FIVE MUTUAL FUND STRATEGIES TO KEEP IN MIND AS MARKETS HIT NEW HIGHS
Investors all over are worried to death as the BSE Sensex touch the all-time high of 61,000 mark. This sudden surge in the markets often makes an investor super cautious of their next investment decision. However, one must realise that excessive caution might not good them any harm and might even harm their investment portfolio. Either they commit the mistake of selling of their mutual fund investments and waiting for the markets to correct or they do not invest altogether. Though such investment decisions might be apt for someone who is in immediate need of funds or needs to meet certain expenses in the near future, it may not be an ideal decision for other investors. Such investment decisions could significantly harm an investor’s wealth creation journey. So, what should an investor do when the markets are sitting at their all-time highs? In such situations, one must adopt a strategic approach that helps them make the best out of the situation and also helps them stick to their investment basics. In this article, we will discuss five such investment strategies that you can adopt when the markets soar high.

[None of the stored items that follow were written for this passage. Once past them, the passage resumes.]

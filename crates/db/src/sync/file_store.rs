use std::io::ErrorKind;
use std::path::{Path, PathBuf};

use async_trait::async_trait;
use chrono::Utc;
use tokio::fs;

use crate::sync::models::Checkpoint;
use crate::sync::repositories::{CheckpointOrigin, CheckpointStore, LoadedCheckpoint};
use paysync_common::error::{PaysyncError, PaysyncResult};

/// Checkpoint kept as a single JSON document on local disk.
#[derive(Debug, Clone)]
pub struct FileCheckpointStore {
    path: PathBuf,
}

impl FileCheckpointStore {
    pub fn new(path: impl Into<PathBuf>) -> Self {
        Self { path: path.into() }
    }

    pub fn path(&self) -> &Path {
        &self.path
    }

    fn tmp_path(&self) -> PathBuf {
        let mut name = self
            .path
            .file_name()
            .map(|n| n.to_os_string())
            .unwrap_or_default();
        name.push(".tmp");
        self.path.with_file_name(name)
    }

    fn defaults(origin: CheckpointOrigin) -> LoadedCheckpoint {
        LoadedCheckpoint {
            checkpoint: Checkpoint::fresh(Utc::now()),
            origin,
        }
    }
}

#[async_trait]
impl CheckpointStore for FileCheckpointStore {
    async fn load(&self) -> LoadedCheckpoint {
        let bytes = match fs::read(&self.path).await {
            Ok(bytes) => bytes,
            Err(e) if e.kind() == ErrorKind::NotFound => {
                tracing::info!(path = %self.path.display(), "no checkpoint found, using default watermark");
                return Self::defaults(CheckpointOrigin::Missing);
            }
            Err(e) => {
                tracing::warn!(path = %self.path.display(), error = %e, "checkpoint unreadable, using default watermark");
                return Self::defaults(CheckpointOrigin::Corrupt);
            }
        };

        match serde_json::from_slice::<Checkpoint>(&bytes) {
            Ok(checkpoint) => LoadedCheckpoint {
                checkpoint,
                origin: CheckpointOrigin::Stored,
            },
            Err(e) => {
                tracing::warn!(path = %self.path.display(), error = %e, "checkpoint corrupt, using default watermark");
                Self::defaults(CheckpointOrigin::Corrupt)
            }
        }
    }

    async fn save(&self, checkpoint: &Checkpoint) -> PaysyncResult<()> {
        if let Some(parent) = self.path.parent().filter(|p| !p.as_os_str().is_empty()) {
            fs::create_dir_all(parent).await.map_err(|e| {
                PaysyncError::Checkpoint(format!("failed to create {}: {e}", parent.display()))
            })?;
        }

        let bytes = serde_json::to_vec_pretty(checkpoint)
            .map_err(|e| PaysyncError::Checkpoint(format!("failed to serialize: {e}")))?;

        // Write-then-rename so a crash never leaves a half-written document.
        let tmp = self.tmp_path();
        fs::write(&tmp, bytes).await.map_err(|e| {
            PaysyncError::Checkpoint(format!("failed to write {}: {e}", tmp.display()))
        })?;
        fs::rename(&tmp, &self.path).await.map_err(|e| {
            PaysyncError::Checkpoint(format!(
                "failed to move {} to {}: {e}",
                tmp.display(),
                self.path.display()
            ))
        })?;

        tracing::debug!(path = %self.path.display(), last_sync = %checkpoint.last_sync, "checkpoint saved");
        Ok(())
    }

    async fn clear(&self) -> PaysyncResult<()> {
        match fs::remove_file(&self.path).await {
            Ok(()) => Ok(()),
            Err(e) if e.kind() == ErrorKind::NotFound => Ok(()),
            Err(e) => Err(PaysyncError::Checkpoint(format!(
                "failed to remove {}: {e}",
                self.path.display()
            ))),
        }
    }
}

Mutual fund strategies to consider as the markets touch their new record
Here are a few strategies that might come handy when the markets are soaring high:
- Avoid making a lumpsum investment in equities and equity-related securities
When markets are at their all-time highs, investors are often advised by their advisors to stay put with lumpsum investments in equities. Instead, they might consider adopting the SIP approach or commonly known as systematic investment plan. This is because SIP investments have the potential to stagger your investments and provide you with the benefit of rupee cost averaging. - Diversify your investments
In order for your investments to succeed and help you meet your investment goals, it is important a adopt a rigorous asset allocation strategy. You must not invest all your money in single asset class or investment. Instead, you must look for ways to appropriately diversify your investments across location, asset classes, and types of investments. This will help you eliminate the risk of concentrating all your funds in one place and would also help to spread your risk at the same time. - STP mode of investment
STP, short for systematic transfer plan is a way to systematically move your investments from one asset class to another or from one type of investment to another of the same fund house. This mode of an investment could be an ideal investment mode in bull market phases. Investors widely use this mode of investment to systematically move their funds from debt funds to equity investments in a staggered manner. STP investments can be a deal changer for an investor as it not only helps investors to systematically invest in equities, but also helps them earn reasonable and decent returns from their debt investments.
Hoping that the above-mentioned strategies turn out to be useful for your investment portfolio. Always ensure that you regularly track and monitor your mutual fund investments. Happy investing!